Table 5. Arranged in descending order, the amino acids break up into twenty flow field values when combining a codon’s three base values with the ribosomal flip values. The result is twenty Codon Flow Values, one value for each of the twenty amino acids. For example, leucine (leu), serine (ser), and arginine (arg) are encoded by six codons each, and each set of six has its own unique number. Methionine (met) is encoded by only one codon AUG, and it is also the only encoding codon with a value of 10. The first column on the left, column 1, lists the codon. Column 2 shows the amino acid encoded by that codon. Columns 3 and 4 are the values assigned to the first (B1) and second (B2) bases of the codon, see Table 2. The next three columns 5, 6, and 7 show the numbers assigned to the codon's third base (B3), see Table 3. Columns 8 and 9 hold the codon's first base (B1 Flip) and second base (B2 Flip) ribosome flip values, see Table 4. The far right column #10 shows the resulting Codon Flow Value, created by combining all the columns. The remaining columns are raw data for setting up commands to created the columned graph and are each labeled according to their task.
Table 5 was prepared using XLSX spreadsheet to compute each column.
Fig. 2. Flow Chart describing the values assigned to each codon.
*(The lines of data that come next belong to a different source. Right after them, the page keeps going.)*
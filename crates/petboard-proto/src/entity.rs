//! Forum entities.
//!
//! Field names follow the backend's camelCase JSON. Counters are unsigned so
//! the non-negativity of `likesCount` and `commentsCount` is carried by the
//! type; every decrement elsewhere in the workspace saturates at zero.

use std::collections::BTreeSet;

use chrono::NaiveDateTime;
use serde::{Deserialize, Serialize};

/// Forum post identifier.
pub type ForumId = u64;

/// Comment identifier.
pub type CommentId = u64;

/// User identifier.
pub type UserId = u64;

/// A user-authored topic in the discussion board.
#[derive(Debug, Clone, PartialEq, Eq, Serialize, Deserialize)]
#[serde(rename_all = "camelCase")]
pub struct ForumPost {
    /// Stable post identifier.
    pub forum_id: ForumId,
    /// Post title.
    pub title: String,
    /// Rich-text (HTML) body.
    #[serde(default)]
    pub content: String,
    /// Ordered tags. Duplicates are not removed.
    #[serde(default)]
    pub tags: Vec<String>,
    /// Author's first name.
    #[serde(default)]
    pub author_first_name: String,
    /// Author's last name.
    #[serde(default)]
    pub author_last_name: String,
    /// Author's e-mail address.
    #[serde(default)]
    pub author_email: String,
    /// Author's user ID.
    pub author_user_id: UserId,
    /// Creation time. `None` if the backend omitted it.
    #[serde(default)]
    pub created_at: Option<NaiveDateTime>,
    /// Last modification time. `None` if never updated.
    #[serde(default)]
    pub updated_at: Option<NaiveDateTime>,
    /// Number of likes.
    #[serde(default)]
    pub likes_count: u64,
    /// Number of comments, replies included.
    #[serde(default)]
    pub comments_count: u64,
}

impl ForumPost {
    /// Author display name ("First Last"), trimmed.
    pub fn author_name(&self) -> String {
        format!("{} {}", self.author_first_name, self.author_last_name).trim().to_string()
    }
}

/// A comment on a forum post, possibly a reply to another comment.
#[derive(Debug, Clone, PartialEq, Eq, Serialize, Deserialize)]
#[serde(rename_all = "camelCase")]
pub struct Comment {
    /// Stable comment identifier.
    pub comment_id: CommentId,
    /// Owning forum post.
    pub forum_id: ForumId,
    /// Author's user ID.
    pub author_user_id: UserId,
    /// Comment body.
    pub text: String,
    /// Creation time. `None` if the backend omitted it.
    #[serde(default)]
    pub created_at: Option<NaiveDateTime>,
    /// Parent comment. `None` for top-level comments.
    #[serde(default)]
    pub parent_id: Option<CommentId>,
    /// Direct replies, oldest first.
    #[serde(default)]
    pub replies: Vec<Comment>,
    /// Users who liked this comment.
    #[serde(default)]
    pub liked_by: BTreeSet<UserId>,
}

impl Comment {
    /// Whether this comment replies to another one.
    pub fn is_reply(&self) -> bool {
        self.parent_id.is_some()
    }

    /// Find this comment or one of its (transitive) replies by ID.
    pub fn find(&self, comment_id: CommentId) -> Option<&Comment> {
        if self.comment_id == comment_id {
            return Some(self);
        }
        self.replies.iter().find_map(|reply| reply.find(comment_id))
    }

    /// Mutable variant of [`Comment::find`].
    pub fn find_mut(&mut self, comment_id: CommentId) -> Option<&mut Comment> {
        if self.comment_id == comment_id {
            return Some(self);
        }
        self.replies.iter_mut().find_map(|reply| reply.find_mut(comment_id))
    }

    /// Number of comments in this thread: this comment plus all transitive
    /// replies.
    pub fn thread_len(&self) -> u64 {
        1 + self.replies.iter().map(Comment::thread_len).sum::<u64>()
    }

    /// Remove a transitive reply by ID. Returns the removed reply.
    pub fn remove_reply(&mut self, comment_id: CommentId) -> Option<Comment> {
        if let Some(pos) = self.replies.iter().position(|r| r.comment_id == comment_id) {
            return Some(self.replies.remove(pos));
        }
        self.replies.iter_mut().find_map(|reply| reply.remove_reply(comment_id))
    }
}

#[cfg(test)]
mod tests {
    use super::*;

    fn comment(comment_id: CommentId, parent_id: Option<CommentId>) -> Comment {
        Comment {
            comment_id,
            forum_id: 1,
            author_user_id: 7,
            text: format!("comment {comment_id}"),
            created_at: None,
            parent_id,
            replies: Vec::new(),
            liked_by: BTreeSet::new(),
        }
    }

    #[test]
    fn forum_post_decodes_backend_json() {
        let json = serde_json::json!({
            "forumId": 12,
            "title": "Best kibble for senior dogs?",
            "content": "<p>My lab is 11</p>",
            "tags": ["dog", "food", "dog"],
            "authorFirstName": "Sam",
            "authorLastName": "Lee",
            "authorEmail": "sam@example.com",
            "authorUserId": 3,
            "createdAt": "2024-03-01T09:30:00",
            "likesCount": 4,
            "commentsCount": 2
        });

        let post: ForumPost = serde_json::from_value(json).unwrap();
        assert_eq!(post.forum_id, 12);
        assert_eq!(post.tags, vec!["dog", "food", "dog"]);
        assert_eq!(post.author_name(), "Sam Lee");
        assert!(post.created_at.is_some());
        assert!(post.updated_at.is_none());
        assert_eq!(post.likes_count, 4);
    }

    #[test]
    fn missing_counters_default_to_zero() {
        let json = serde_json::json!({ "forumId": 1, "title": "t", "authorUserId": 1 });
        let post: ForumPost = serde_json::from_value(json).unwrap();
        assert_eq!(post.likes_count, 0);
        assert_eq!(post.comments_count, 0);
    }

    #[test]
    fn nested_reply_lookup_and_removal() {
        let mut root = comment(1, None);
        let mut child = comment(2, Some(1));
        child.replies.push(comment(3, Some(2)));
        root.replies.push(child);

        assert!(root.find(3).is_some());
        assert!(root.find(9).is_none());

        root.find_mut(3).unwrap().text = "edited".into();
        assert_eq!(root.find(3).unwrap().text, "edited");

        let removed = root.remove_reply(3).unwrap();
        assert_eq!(removed.comment_id, 3);
        assert!(root.find(3).is_none());
        assert!(root.find(2).is_some());
    }
}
A flow chart shows an orderly pattern for describing a codon’s flow value. The value for (B1 X B2) must be established first so that B3 can be calculated. After the third base’s value is calculated, it is added to Base 1 and 2 values and Flip 1 & 2 values. The codon’s flow value is established.
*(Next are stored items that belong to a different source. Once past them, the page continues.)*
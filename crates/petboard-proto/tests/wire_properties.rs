//! Property tests for the wire layer.
//!
//! These tests verify:
//! - The displayed page count is never below 1 and covers every element
//! - Tag input always parses to trimmed, non-empty tags
//! - Query parameters keep their canonical order and never mix filters
//! - Every supported page shape normalizes to the same content

use petboard_proto::{
    Filter, ListQuery, Page, SortBy, SortDir, normalize_page, parse_tags, total_pages_for,
};
use proptest::prelude::*;
use serde_json::{Value, json};

fn query_strategy() -> impl Strategy<Value = ListQuery> {
    (
        0u32..50,
        1u32..40,
        prop_oneof![Just(SortBy::CreatedAt), Just(SortBy::LikesCount), Just(SortBy::CommentsCount)],
        prop_oneof![Just(SortDir::Asc), Just(SortDir::Desc)],
        "[a-z &]{0,12}",
        "[a-z ,]{0,16}",
    )
        .prop_map(|(page, size, sort_by, sort_dir, search_term, tag_search_term)| ListQuery {
            page,
            size,
            sort_by,
            sort_dir,
            search_term,
            tag_search_term,
        })
}

/// The same page laid out the ways the backend is known to send it.
fn shaped(content: &[u32], total: u64, shape: u8) -> Value {
    match shape {
        0 => json!({ "content": content, "totalElements": total, "totalPages": 0 }),
        1 => json!({ "content": content, "page": { "totalElements": total } }),
        2 => json!({ "message": "ok", "data": { "content": content, "totalElements": total } }),
        _ => json!({ "data": { "data": { "content": content, "totalElements": total } } }),
    }
}

proptest! {
    #[test]
    fn prop_page_count_covers_every_element(
        total in 0u64..10_000,
        size in 0u32..60,
        server_total_pages in 0u32..400,
    ) {
        let pages = total_pages_for(total, size, server_total_pages);

        prop_assert!(pages >= 1);
        let size = u64::from(size.max(1));
        if total <= size {
            prop_assert_eq!(pages, 1);
        } else if server_total_pages == 0 {
            prop_assert!(u64::from(pages) * size >= total);
            prop_assert!(u64::from(pages - 1) * size < total);
        } else {
            prop_assert_eq!(pages, server_total_pages);
        }
    }

    #[test]
    fn prop_parsed_tags_are_clean_and_stable(input in "[a-z ,]{0,40}") {
        let tags = parse_tags(&input);

        for tag in &tags {
            prop_assert!(!tag.is_empty());
            prop_assert_eq!(tag.trim(), tag.as_str());
            prop_assert!(!tag.contains(','));
        }
        prop_assert_eq!(parse_tags(&tags.join(",")), tags);
    }

    #[test]
    fn prop_query_pairs_are_canonical(query in query_strategy()) {
        let pairs = query.query_pairs();
        let keys: Vec<&str> = pairs.iter().map(|(k, _)| k.as_str()).collect();

        prop_assert_eq!(&keys[..4], &["page", "size", "sortBy", "sortDir"][..]);
        prop_assert_eq!(&pairs[0].1, &query.page.to_string());
        let searches = keys.iter().filter(|k| **k == "searchTerm").count();
        let tags = keys.iter().filter(|k| **k == "tags").count();
        match query.filter() {
            Filter::None => prop_assert_eq!(pairs.len(), 4),
            Filter::Search(_) => prop_assert_eq!((searches, tags), (1, 0)),
            Filter::Tags(expected) => prop_assert_eq!((searches, tags), (0, expected.len())),
        }

        let encoded = query.to_query_string();
        prop_assert_eq!(encoded.split('&').count(), pairs.len());
        prop_assert!(encoded.chars().all(|c| c.is_ascii_alphanumeric() || "%=&".contains(c)));
    }

    #[test]
    fn prop_every_page_shape_normalizes_alike(
        content in prop::collection::vec(any::<u32>(), 0..12),
        extra in 0u64..100,
        shape in 0u8..4,
    ) {
        let total = content.len() as u64 + extra;
        let page: Page<u32> = normalize_page(shaped(&content, total, shape)).unwrap();

        prop_assert_eq!(page.total_elements, total);
        prop_assert_eq!(&page.content, &content);
        prop_assert!(page.total_pages_for(5) >= 1);
    }

    #[test]
    fn prop_bare_array_counts_its_items(content in prop::collection::vec(any::<u32>(), 0..12)) {
        let page: Page<u32> = normalize_page(json!(content)).unwrap();

        prop_assert_eq!(page.total_elements, content.len() as u64);
        prop_assert_eq!(page.content, content);
        prop_assert_eq!(page.total_pages, 0);
    }
}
Fig.3. The 64 codons with numbers assigned in graph form. This graph places all 64 codons in descending order for easy analysis. For example, leucine has six codons that encode it and all six have the same flow value number. The remaining nineteen amino acids also possess one flow value that is unique to them.
Data was derived from the following sources:
- Each table, figure, and graph were created by the authors B. Bayles and C. Heckert.
Methods
There are sixty-one codons that are read by the ribosome and these encode the twenty amino acids. Our dataset assigns numbers to each of the 61 codons. These numbers are calculated by assigning numerical values to the uracil, guanine, adenine, and cytosine that comprise mRNA during translation. Values are also assigned to the site within the ribosome that reads these codons. Twenty values result and they break the sixty-one codons into their respective twenty protein classes. For example, there are six codons that encode for serine and the value chart shows all six have the same value of 9.1, which is unique to serine and not found representing any of the other nineteen amino acid groups. Flow charts are used to show these values calculated in a unidirectional flow as is expected during translation.